» **EXERCISE OBJECTIVE**: Report each line of the entries that contains the word "from", copied in full.

* * * * * * * * *

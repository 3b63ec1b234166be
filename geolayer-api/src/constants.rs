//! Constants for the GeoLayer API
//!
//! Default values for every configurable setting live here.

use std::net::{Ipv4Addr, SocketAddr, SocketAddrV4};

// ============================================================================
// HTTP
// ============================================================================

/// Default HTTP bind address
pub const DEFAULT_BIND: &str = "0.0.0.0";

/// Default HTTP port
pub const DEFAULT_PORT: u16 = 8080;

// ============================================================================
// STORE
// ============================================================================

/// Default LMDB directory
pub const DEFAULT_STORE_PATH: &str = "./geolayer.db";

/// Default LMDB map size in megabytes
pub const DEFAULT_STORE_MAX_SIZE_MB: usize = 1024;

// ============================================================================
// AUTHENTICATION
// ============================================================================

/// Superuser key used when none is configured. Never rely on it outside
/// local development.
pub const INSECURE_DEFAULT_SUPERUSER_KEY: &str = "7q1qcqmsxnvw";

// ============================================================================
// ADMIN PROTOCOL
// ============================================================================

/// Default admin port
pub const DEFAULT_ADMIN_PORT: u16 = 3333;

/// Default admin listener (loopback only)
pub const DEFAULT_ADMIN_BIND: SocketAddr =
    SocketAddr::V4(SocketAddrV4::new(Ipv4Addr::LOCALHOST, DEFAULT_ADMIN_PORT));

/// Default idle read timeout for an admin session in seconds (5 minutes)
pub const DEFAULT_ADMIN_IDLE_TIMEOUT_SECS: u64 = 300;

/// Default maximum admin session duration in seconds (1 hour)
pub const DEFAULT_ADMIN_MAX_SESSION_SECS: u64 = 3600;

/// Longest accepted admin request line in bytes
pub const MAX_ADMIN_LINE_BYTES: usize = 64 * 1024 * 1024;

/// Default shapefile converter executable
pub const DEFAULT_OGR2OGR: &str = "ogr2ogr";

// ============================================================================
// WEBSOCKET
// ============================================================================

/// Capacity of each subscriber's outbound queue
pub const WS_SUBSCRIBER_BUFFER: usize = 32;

* * * * * * * * *

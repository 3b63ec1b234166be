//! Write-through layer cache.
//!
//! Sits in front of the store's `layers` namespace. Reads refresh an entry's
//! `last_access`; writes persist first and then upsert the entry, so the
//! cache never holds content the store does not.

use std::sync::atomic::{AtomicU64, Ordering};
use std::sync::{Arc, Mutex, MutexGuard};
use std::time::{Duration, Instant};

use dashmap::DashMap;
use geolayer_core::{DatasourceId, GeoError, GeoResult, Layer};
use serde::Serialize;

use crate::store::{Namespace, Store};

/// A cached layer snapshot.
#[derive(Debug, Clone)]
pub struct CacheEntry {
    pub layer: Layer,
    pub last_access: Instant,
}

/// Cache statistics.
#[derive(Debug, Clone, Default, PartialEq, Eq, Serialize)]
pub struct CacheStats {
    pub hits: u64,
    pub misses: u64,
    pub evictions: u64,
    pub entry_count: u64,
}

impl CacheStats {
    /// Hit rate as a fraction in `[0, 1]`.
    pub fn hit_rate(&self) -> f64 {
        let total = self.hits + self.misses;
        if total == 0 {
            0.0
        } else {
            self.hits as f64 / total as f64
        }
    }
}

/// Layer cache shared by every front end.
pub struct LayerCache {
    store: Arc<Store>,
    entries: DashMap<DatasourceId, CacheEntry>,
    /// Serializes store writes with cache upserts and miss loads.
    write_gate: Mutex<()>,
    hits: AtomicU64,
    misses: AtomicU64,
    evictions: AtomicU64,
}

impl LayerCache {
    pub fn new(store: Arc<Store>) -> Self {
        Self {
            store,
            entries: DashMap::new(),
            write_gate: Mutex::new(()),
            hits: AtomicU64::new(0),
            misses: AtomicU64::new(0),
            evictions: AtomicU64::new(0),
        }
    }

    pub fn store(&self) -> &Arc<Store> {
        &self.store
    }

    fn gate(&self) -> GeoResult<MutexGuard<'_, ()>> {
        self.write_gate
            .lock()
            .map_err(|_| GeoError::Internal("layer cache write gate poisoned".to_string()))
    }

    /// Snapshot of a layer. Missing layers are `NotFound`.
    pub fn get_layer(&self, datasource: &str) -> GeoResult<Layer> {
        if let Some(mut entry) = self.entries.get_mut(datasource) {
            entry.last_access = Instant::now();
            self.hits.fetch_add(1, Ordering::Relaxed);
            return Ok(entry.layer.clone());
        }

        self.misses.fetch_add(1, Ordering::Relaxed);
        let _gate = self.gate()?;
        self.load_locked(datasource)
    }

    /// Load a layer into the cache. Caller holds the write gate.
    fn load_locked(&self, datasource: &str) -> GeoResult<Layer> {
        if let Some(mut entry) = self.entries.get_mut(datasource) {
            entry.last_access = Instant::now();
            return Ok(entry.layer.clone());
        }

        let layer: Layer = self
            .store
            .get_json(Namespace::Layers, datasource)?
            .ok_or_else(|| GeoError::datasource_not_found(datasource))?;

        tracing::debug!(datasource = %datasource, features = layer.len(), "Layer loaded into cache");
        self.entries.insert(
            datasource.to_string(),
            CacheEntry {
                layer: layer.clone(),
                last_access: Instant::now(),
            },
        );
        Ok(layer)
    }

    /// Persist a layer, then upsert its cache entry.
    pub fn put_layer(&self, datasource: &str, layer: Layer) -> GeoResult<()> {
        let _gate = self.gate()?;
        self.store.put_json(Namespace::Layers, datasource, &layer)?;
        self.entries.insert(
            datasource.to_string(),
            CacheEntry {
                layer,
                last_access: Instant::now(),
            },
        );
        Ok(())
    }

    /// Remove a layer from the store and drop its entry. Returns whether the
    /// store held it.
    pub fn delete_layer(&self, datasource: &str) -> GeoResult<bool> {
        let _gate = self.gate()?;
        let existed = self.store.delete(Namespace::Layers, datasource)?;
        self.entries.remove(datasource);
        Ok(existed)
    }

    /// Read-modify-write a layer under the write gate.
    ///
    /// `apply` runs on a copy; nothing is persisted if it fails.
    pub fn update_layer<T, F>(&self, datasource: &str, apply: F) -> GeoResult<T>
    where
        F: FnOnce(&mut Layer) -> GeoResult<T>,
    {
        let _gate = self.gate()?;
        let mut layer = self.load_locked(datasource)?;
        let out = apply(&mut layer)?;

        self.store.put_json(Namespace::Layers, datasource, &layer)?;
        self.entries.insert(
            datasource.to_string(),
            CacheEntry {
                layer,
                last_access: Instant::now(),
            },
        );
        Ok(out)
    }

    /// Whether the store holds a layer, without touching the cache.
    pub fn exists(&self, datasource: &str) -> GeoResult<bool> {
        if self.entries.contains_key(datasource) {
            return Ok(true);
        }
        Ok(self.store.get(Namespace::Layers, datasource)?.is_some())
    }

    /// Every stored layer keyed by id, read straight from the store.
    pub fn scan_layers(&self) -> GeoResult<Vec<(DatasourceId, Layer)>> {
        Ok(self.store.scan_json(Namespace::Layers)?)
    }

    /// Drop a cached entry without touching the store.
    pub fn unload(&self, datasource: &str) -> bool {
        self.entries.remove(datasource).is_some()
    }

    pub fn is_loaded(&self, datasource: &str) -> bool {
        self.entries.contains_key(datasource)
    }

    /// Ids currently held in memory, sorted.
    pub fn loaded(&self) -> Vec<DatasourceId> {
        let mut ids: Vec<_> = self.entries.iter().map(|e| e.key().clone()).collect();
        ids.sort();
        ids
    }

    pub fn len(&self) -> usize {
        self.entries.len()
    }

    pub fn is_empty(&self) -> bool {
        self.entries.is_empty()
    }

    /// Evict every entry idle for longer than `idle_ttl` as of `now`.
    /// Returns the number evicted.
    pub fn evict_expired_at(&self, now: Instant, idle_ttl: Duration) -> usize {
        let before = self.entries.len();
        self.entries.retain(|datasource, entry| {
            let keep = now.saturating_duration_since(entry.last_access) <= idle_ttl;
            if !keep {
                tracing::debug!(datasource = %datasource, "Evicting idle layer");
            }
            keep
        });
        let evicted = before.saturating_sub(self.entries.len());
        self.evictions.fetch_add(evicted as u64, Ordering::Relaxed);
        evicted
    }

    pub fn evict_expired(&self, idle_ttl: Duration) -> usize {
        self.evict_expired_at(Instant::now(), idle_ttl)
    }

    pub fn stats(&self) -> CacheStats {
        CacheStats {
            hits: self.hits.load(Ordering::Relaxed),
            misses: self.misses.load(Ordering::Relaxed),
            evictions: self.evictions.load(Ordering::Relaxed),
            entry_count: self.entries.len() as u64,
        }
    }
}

* * * * * * * * *

» **REPLY**:
    /// Remove a layer from the store and drop its entry. Returns whether the
    /// Every stored layer keyed by id, read straight from the store.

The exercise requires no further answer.